Thomas Lovell Beddoes

 
Boyish-looking man about 21, not smiling, wearing shirt with high neck collar.

Beddoes in 1824

Thomas Lovell Beddoes was a homosexual poet, dramatist and physician who was born at 3 Rodney Cottages, Clifton Down Road, Bristol in June 1803. Short and thick set, Beddoes was described as “innocently gay, with a gibe on his tongue, a mischievous eye, and locks curling like the hyacinth”. His work was admired by Edmund Gosse, Ezra Pound and Samuel Beckett.

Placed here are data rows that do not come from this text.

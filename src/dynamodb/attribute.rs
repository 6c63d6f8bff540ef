//! Conversion between serde values and DynamoDB attribute values
//!
//! Items go through `serde_json::Value` on their way in and out, so any type
//! that implements `Serialize` / `Deserialize` can be stored. Binary
//! attributes have no JSON counterpart and are rejected on the way out.

use std::collections::HashMap;

use aws_sdk_dynamodb::types::AttributeValue;
use serde::de::DeserializeOwned;
use serde::Serialize;
use serde_json::{Map, Number, Value};

use crate::error::{Error, Result};

/// One DynamoDB record
pub type Item = HashMap<String, AttributeValue>;

/// Convert a JSON value into the matching attribute value
pub fn to_attribute_value(value: Value) -> AttributeValue {
    match value {
        Value::Null => AttributeValue::Null(true),
        Value::Bool(b) => AttributeValue::Bool(b),
        Value::Number(n) => AttributeValue::N(n.to_string()),
        Value::String(s) => AttributeValue::S(s),
        Value::Array(values) => {
            AttributeValue::L(values.into_iter().map(to_attribute_value).collect())
        }
        Value::Object(map) => AttributeValue::M(
            map.into_iter()
                .map(|(k, v)| (k, to_attribute_value(v)))
                .collect(),
        ),
    }
}

/// Convert an attribute value back into JSON.
///
/// `name` is the attribute being converted, used in error messages.
pub fn from_attribute_value(name: &str, value: &AttributeValue) -> Result<Value> {
    let value = match value {
        AttributeValue::S(s) => Value::String(s.clone()),
        AttributeValue::N(n) => Value::Number(parse_number(n)?),
        AttributeValue::Bool(b) => Value::Bool(*b),
        AttributeValue::Null(_) => Value::Null,
        AttributeValue::L(values) => Value::Array(
            values
                .iter()
                .map(|v| from_attribute_value(name, v))
                .collect::<Result<_>>()?,
        ),
        AttributeValue::M(map) => Value::Object(to_object(map)?),
        AttributeValue::Ss(values) => {
            Value::Array(values.iter().cloned().map(Value::String).collect())
        }
        AttributeValue::Ns(values) => Value::Array(
            values
                .iter()
                .map(|n| parse_number(n).map(Value::Number))
                .collect::<Result<_>>()?,
        ),
        AttributeValue::B(_) => return Err(Error::unsupported(name, "binary")),
        AttributeValue::Bs(_) => return Err(Error::unsupported(name, "binary set")),
        _ => return Err(Error::unsupported(name, "unknown")),
    };

    Ok(value)
}

/// Marshal a serializable value into an item. The value must serialize to
/// a map (a struct or a map type).
pub fn marshal_item<T: Serialize>(input: &T) -> Result<Item> {
    match serde_json::to_value(input)? {
        Value::Object(map) => Ok(map
            .into_iter()
            .map(|(k, v)| (k, to_attribute_value(v)))
            .collect()),
        other => Err(Error::unsupported("input", json_kind(&other))),
    }
}

/// Unmarshal an item into the caller's type, matching attributes to fields by name
pub fn unmarshal_item<T: DeserializeOwned>(item: &Item) -> Result<T> {
    let object = to_object(item)?;
    Ok(serde_json::from_value(Value::Object(object))?)
}

fn to_object(item: &Item) -> Result<Map<String, Value>> {
    item.iter()
        .map(|(k, v)| Ok((k.clone(), from_attribute_value(k, v)?)))
        .collect()
}

fn parse_number(n: &str) -> Result<Number> {
    Ok(serde_json::from_str::<Number>(n)?)
}

fn json_kind(value: &Value) -> &'static str {
    match value {
        Value::Null => "null",
        Value::Bool(_) => "bool",
        Value::Number(_) => "number",
        Value::String(_) => "string",
        Value::Array(_) => "array",
        Value::Object(_) => "object",
    }
}
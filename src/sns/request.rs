//! SNS request builders and message unmarshaling

use std::collections::HashMap;

use aws_sdk_sns::operation::publish::builders::PublishInputBuilder;
use aws_sdk_sns::operation::publish::PublishInput;
use aws_sdk_sns::primitives::Blob;
use aws_sdk_sns::types::MessageAttributeValue;
use serde::de::DeserializeOwned;
use serde::Serialize;
use serde_json::Value;

use crate::error::{Error, Result};
use crate::sns::types::{
    Body, ATTRIBUTE_BINARY, ATTRIBUTE_NUMBER, ATTRIBUTE_STRING, ATTRIBUTE_STRING_ARRAY,
    MESSAGE_STRUCTURE,
};

/// Build a publish request for `input`, wrapped in the `default` envelope
/// and targeted at `endpoint`
pub fn new_publish_input<T: Serialize + ?Sized>(
    input: &T,
    message_attributes: &HashMap<String, Value>,
    endpoint: &str,
) -> Result<PublishInputBuilder> {
    if endpoint.is_empty() {
        return Err(Error::empty("endpoint"));
    }

    let payload = serde_json::to_string(input)?;
    let message = serde_json::to_string(&Body { default: payload })?;
    let attributes = to_message_attributes(message_attributes)?;

    Ok(PublishInput::builder()
        .message(message)
        .set_message_attributes(Some(attributes).filter(|a| !a.is_empty()))
        .message_structure(MESSAGE_STRUCTURE)
        .target_arn(endpoint))
}

/// Decode an SNS message into the caller's type.
///
/// The message is tried as JSON first, then as a JSON string literal holding
/// the payload. Only when both fail are escaped quotes undone, so
/// `{\"stuff\":\"value\"}` decodes the same as `{"stuff":"value"}`.
pub fn unmarshal_message<T: DeserializeOwned>(message: &str) -> Result<T> {
    if message.is_empty() {
        return Err(Error::empty("message"));
    }

    if let Ok(decoded) = serde_json::from_str(message) {
        return Ok(decoded);
    }

    if let Ok(inner) = serde_json::from_str::<String>(message) {
        if let Ok(decoded) = serde_json::from_str(&inner) {
            return Ok(decoded);
        }
    }

    let unescaped = unescape_message(message);
    Ok(serde_json::from_str(&unescaped)?)
}

fn unescape_message(message: &str) -> String {
    message.replace("\\\"", "\"")
}

/// Convert loosely typed attributes into SNS message attributes
pub fn to_message_attributes(
    attributes: &HashMap<String, Value>,
) -> Result<HashMap<String, MessageAttributeValue>> {
    attributes
        .iter()
        .map(|(name, value)| Ok((name.clone(), to_message_attribute(name, value)?)))
        .collect()
}

fn to_message_attribute(name: &str, value: &Value) -> Result<MessageAttributeValue> {
    let builder = MessageAttributeValue::builder();

    let builder = match value {
        Value::Null => return Err(Error::unsupported(name, "null")),
        Value::String(s) => builder.data_type(ATTRIBUTE_STRING).string_value(s),
        Value::Number(n) => builder.data_type(ATTRIBUTE_NUMBER).string_value(n.to_string()),
        Value::Array(items) if items.iter().all(Value::is_string) => builder
            .data_type(ATTRIBUTE_STRING_ARRAY)
            .string_value(value.to_string()),
        other => builder
            .data_type(ATTRIBUTE_BINARY)
            .binary_value(Blob::new(serde_json::to_vec(other)?)),
    };

    Ok(builder.build()?)
}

His father was Dr Thomas Beddoes (1760-1808), a celebrated but eccentric practitioner noted for his treatment of tuberculosis. Dr Beddoes performed autopsies for his children’s edification and once led a horse upstairs to breathe on a bedridden patient. In the 1790s Dr Beddoes practised at a clinic in Hope Square, Hotwells, and later taught at the Pneumatic Institution in Dowry Square. Samuel Taylor Coleridge was a family friend and Thomas Lovell Beddoes’s maternal aunt was the novelist, Maria Edgeworth.

Beddoes was baptised at St Andrews Church, Clifton in 1808 and attended Bath Grammar School (King Edward’s School), Broad Street. From 1817 he was a pupil of Charterhouse School after which he went to Oxford University.

He wrote the blank verse drama The Bride’s Tragedy in 1819 when he was 16. Published in 1822 the play was well reviewed. Reputed to be “founded on facts which occurred at Oxford” the plot revolves around the murder and burial of a secret bride. It has been suggested that sexual symbolism in the text hints at Beddoes homosexual activity at university.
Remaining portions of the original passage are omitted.